Under IAS 21 (or FRS 23), where a company has a branch
operating in a different functional currency, the results of that
branch are translated into the reporting entity’s
presentation currency. The balance sheet of the foreign currency
branch is also re-translated each year. Any exchange differences
arising on the re-translation will be taken to the statement of
changes in equity and disregarded for tax purposes by FA96/S84A
(3)(b).
Kanweb Ltd is a company operating in the UK that keeps books in
different currencies for various discrete parts of its business.
Its functional currency is the Euro but it also keeps a US dollar
book and a Swiss Franc book. Accounts for the entity as a whole are
prepared in Euros. The accounting date is 31 December. The company
has adopted IAS 21. In accounting period ended 31 December 2006
there are the following results
The Euro accounts show a profit before adjustments of
€1.98m made up as follows: -
| € | ||
| Main business | 1,200,000 | |
| US dollar results translated into Euros | 495,360 | (translated from $600k at $1:€ 0.8256) |
| Swiss Franc results translated into Euros | 290,835 | (translated from SFr 450k at SFr 1:€0.6463) |
| Total result | 1,986,195 |
There is disallowable expenditure of $75,000 in the US dollar
book and capital allowances of SFr 25,000 on the Swiss Franc book.

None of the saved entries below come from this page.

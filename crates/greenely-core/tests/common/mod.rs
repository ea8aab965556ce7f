// Copyright (c) 2025 SOLARE S.R.O.
//
// This file is part of Greenely Sensors.
//
// Licensed under the Creative Commons Attribution-NonCommercial-NoDerivatives 4.0 International
// (CC BY-NC-ND 4.0). You may use and share this file for non-commercial purposes only and you may not
// create derivatives. See <https://creativecommons.org/licenses/by-nc-nd/4.0/>.
//
// This software is provided "AS IS", without warranty of any kind.
//
// For commercial licensing, please contact: info@solare.cz

#![allow(dead_code)]

use anyhow::{Result, anyhow};
use async_trait::async_trait;
use chrono::{NaiveDate, NaiveDateTime};
use greenely_core::{FixedClock, GreenelyDataSource};
use greenely_types::{
    CostRecord, ProductionRecord, RecordSet, SoldRecord, SpotPriceRecord, SpotPriceResponse,
    UsageRecord,
};
use std::io;
use std::sync::atomic::{AtomicUsize, Ordering};
use std::sync::{Arc, Mutex};
use tracing_subscriber::fmt::MakeWriter;

/// Canned reply of one collaborator call; `Err` carries the message to fail with
pub type Reply<T> = Result<T, String>;

fn replay<T: Clone>(reply: &Mutex<Reply<T>>) -> Result<T> {
    reply.lock().unwrap().clone().map_err(|e| anyhow!(e))
}

/// In-memory data source with scripted replies and recorded calls
pub struct MockSource {
    pub session: Mutex<Reply<bool>>,
    pub usage: Mutex<Reply<RecordSet<UsageRecord>>>,
    pub production: Mutex<Reply<RecordSet<ProductionRecord>>>,
    pub sold: Mutex<Reply<RecordSet<SoldRecord>>>,
    pub cost: Mutex<Reply<RecordSet<CostRecord>>>,
    pub spot: Mutex<Reply<SpotPriceResponse>>,
    pub usage_calls: Mutex<Vec<(NaiveDate, NaiveDate, bool)>>,
    pub production_calls: Mutex<Vec<(NaiveDate, NaiveDate, bool)>>,
    pub sold_calls: Mutex<Vec<(u32, bool)>>,
    pub fetches: AtomicUsize,
}

impl Default for MockSource {
    fn default() -> Self {
        Self {
            session: Mutex::new(Ok(true)),
            usage: Mutex::new(Ok(RecordSet::new())),
            production: Mutex::new(Ok(RecordSet::new())),
            sold: Mutex::new(Ok(RecordSet::new())),
            cost: Mutex::new(Ok(RecordSet::new())),
            spot: Mutex::new(Ok(SpotPriceResponse::default())),
            usage_calls: Mutex::new(Vec::new()),
            production_calls: Mutex::new(Vec::new()),
            sold_calls: Mutex::new(Vec::new()),
            fetches: AtomicUsize::new(0),
        }
    }
}

impl MockSource {
    pub fn shared() -> Arc<Self> {
        Arc::new(Self::default())
    }

    pub fn set_session(&self, reply: Reply<bool>) {
        *self.session.lock().unwrap() = reply;
    }

    pub fn set_usage(&self, reply: Reply<RecordSet<UsageRecord>>) {
        *self.usage.lock().unwrap() = reply;
    }

    pub fn set_production(&self, reply: Reply<RecordSet<ProductionRecord>>) {
        *self.production.lock().unwrap() = reply;
    }

    pub fn set_sold(&self, reply: Reply<RecordSet<SoldRecord>>) {
        *self.sold.lock().unwrap() = reply;
    }

    pub fn set_cost(&self, reply: Reply<RecordSet<CostRecord>>) {
        *self.cost.lock().unwrap() = reply;
    }

    pub fn set_spot(&self, reply: Reply<SpotPriceResponse>) {
        *self.spot.lock().unwrap() = reply;
    }

    pub fn fetch_count(&self) -> usize {
        self.fetches.load(Ordering::SeqCst)
    }
}

#[async_trait]
impl GreenelyDataSource for MockSource {
    async fn check_session(&self) -> Result<bool> {
        replay(&self.session)
    }

    async fn get_usage(
        &self,
        start: NaiveDate,
        end: NaiveDate,
        hourly: bool,
    ) -> Result<RecordSet<UsageRecord>> {
        self.fetches.fetch_add(1, Ordering::SeqCst);
        self.usage_calls.lock().unwrap().push((start, end, hourly));
        replay(&self.usage)
    }

    async fn get_produced_electricity(
        &self,
        start: NaiveDate,
        end: NaiveDate,
        hourly: bool,
    ) -> Result<RecordSet<ProductionRecord>> {
        self.fetches.fetch_add(1, Ordering::SeqCst);
        self.production_calls.lock().unwrap().push((start, end, hourly));
        replay(&self.production)
    }

    async fn get_sold(&self, measure: u32, daily: bool) -> Result<RecordSet<SoldRecord>> {
        self.fetches.fetch_add(1, Ordering::SeqCst);
        self.sold_calls.lock().unwrap().push((measure, daily));
        replay(&self.sold)
    }

    async fn get_price_data(&self) -> Result<RecordSet<CostRecord>> {
        self.fetches.fetch_add(1, Ordering::SeqCst);
        replay(&self.cost)
    }

    async fn get_spot_price(&self) -> Result<SpotPriceResponse> {
        self.fetches.fetch_add(1, Ordering::SeqCst);
        replay(&self.spot)
    }

    fn name(&self) -> &str {
        "MockSource"
    }
}

// ============= Fixtures =============

pub fn at(y: i32, m: u32, d: u32, h: u32, min: u32) -> NaiveDateTime {
    NaiveDate::from_ymd_opt(y, m, d)
        .unwrap()
        .and_hms_opt(h, min, 0)
        .unwrap()
}

pub fn day(y: i32, m: u32, d: u32) -> NaiveDate {
    NaiveDate::from_ymd_opt(y, m, d).unwrap()
}

pub fn clock_at(now: NaiveDateTime) -> Arc<FixedClock> {
    Arc::new(FixedClock(now))
}

pub fn usage(entries: &[(&str, Option<f64>)]) -> RecordSet<UsageRecord> {
    entries
        .iter()
        .enumerate()
        .map(|(i, (localtime, value))| (i.to_string(), UsageRecord::new(*localtime, *value)))
        .collect()
}

pub fn production(entries: &[(&str, Option<f64>)]) -> RecordSet<ProductionRecord> {
    entries
        .iter()
        .enumerate()
        .map(|(i, (localtime, value))| (i.to_string(), ProductionRecord::new(*localtime, *value)))
        .collect()
}

pub fn spot(entries: &[(&str, Option<f64>)]) -> SpotPriceResponse {
    SpotPriceResponse {
        data: entries
            .iter()
            .enumerate()
            .map(|(i, (localtime, price))| (i.to_string(), SpotPriceRecord::new(*localtime, *price)))
            .collect(),
    }
}

pub fn costs(entries: &[Option<f64>]) -> RecordSet<CostRecord> {
    entries
        .iter()
        .enumerate()
        .map(|(i, cost)| (i.to_string(), CostRecord { cost: *cost }))
        .collect()
}

// ============= Log Capture =============

/// In-memory writer for a `tracing-subscriber` fmt layer
#[derive(Clone, Default)]
pub struct LogCapture(Arc<Mutex<Vec<u8>>>);

impl LogCapture {
    pub fn contents(&self) -> String {
        String::from_utf8_lossy(&self.0.lock().unwrap()).into_owned()
    }
}

impl io::Write for LogCapture {
    fn write(&mut self, buf: &[u8]) -> io::Result<usize> {
        self.0.lock().unwrap().extend_from_slice(buf);
        Ok(buf.len())
    }

    fn flush(&mut self) -> io::Result<()> {
        Ok(())
    }
}

impl<'a> MakeWriter<'a> for LogCapture {
    type Writer = LogCapture;

    fn make_writer(&'a self) -> Self::Writer {
        self.clone()
    }
}

/// Route events of the current thread into a buffer until the guard drops
pub fn capture_logs() -> (LogCapture, tracing::subscriber::DefaultGuard) {
    let capture = LogCapture::default();
    let subscriber = tracing_subscriber::fmt()
        .with_writer(capture.clone())
        .with_ansi(false)
        .with_max_level(tracing::Level::DEBUG)
        .finish();
    let guard = tracing::subscriber::set_default(subscriber);
    (capture, guard)
}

There are also capital allowances on the main business of
€80,000.
As the entity as a whole has a functional currency of Euros
and accounts in that currency, FA93/S92C applies. The profit is
therefore calculated for tax purposes in Euros and then translated
into sterling.
The company should therefore take the US dollar result and
the Swiss Franc result, adjust for any unallowable expenditure,
deduct capital allowances and then translate it into Euros for tax
purposes. As follows
| Main business
€1.2m less €80,000 |
€1,120,000 |
| Dollar book
$600,000 plus $75,000 = $675,000 |
$675,000 @ 0.8256 =557,280 |
| Swiss Franc Book
SFr 450,000 less SFr 25,000 = SFr 425,000 |
SFr 425,000 @ 0.6463 = €274,677 |
| Total Euro Case I | € 1,951,957 |
| Translate into sterling at average rate for year 0.68 | £1,327,330 |
The second category is covered by FA1993/S92C if the return
of accounts is made in a currency other than sterling (
CFM10570). If, on the other hand the
return is in sterling, those figures are used for tax purposes in
accordance with FA93/S92 provided they are prepared in line with
generally accepted accounting practice.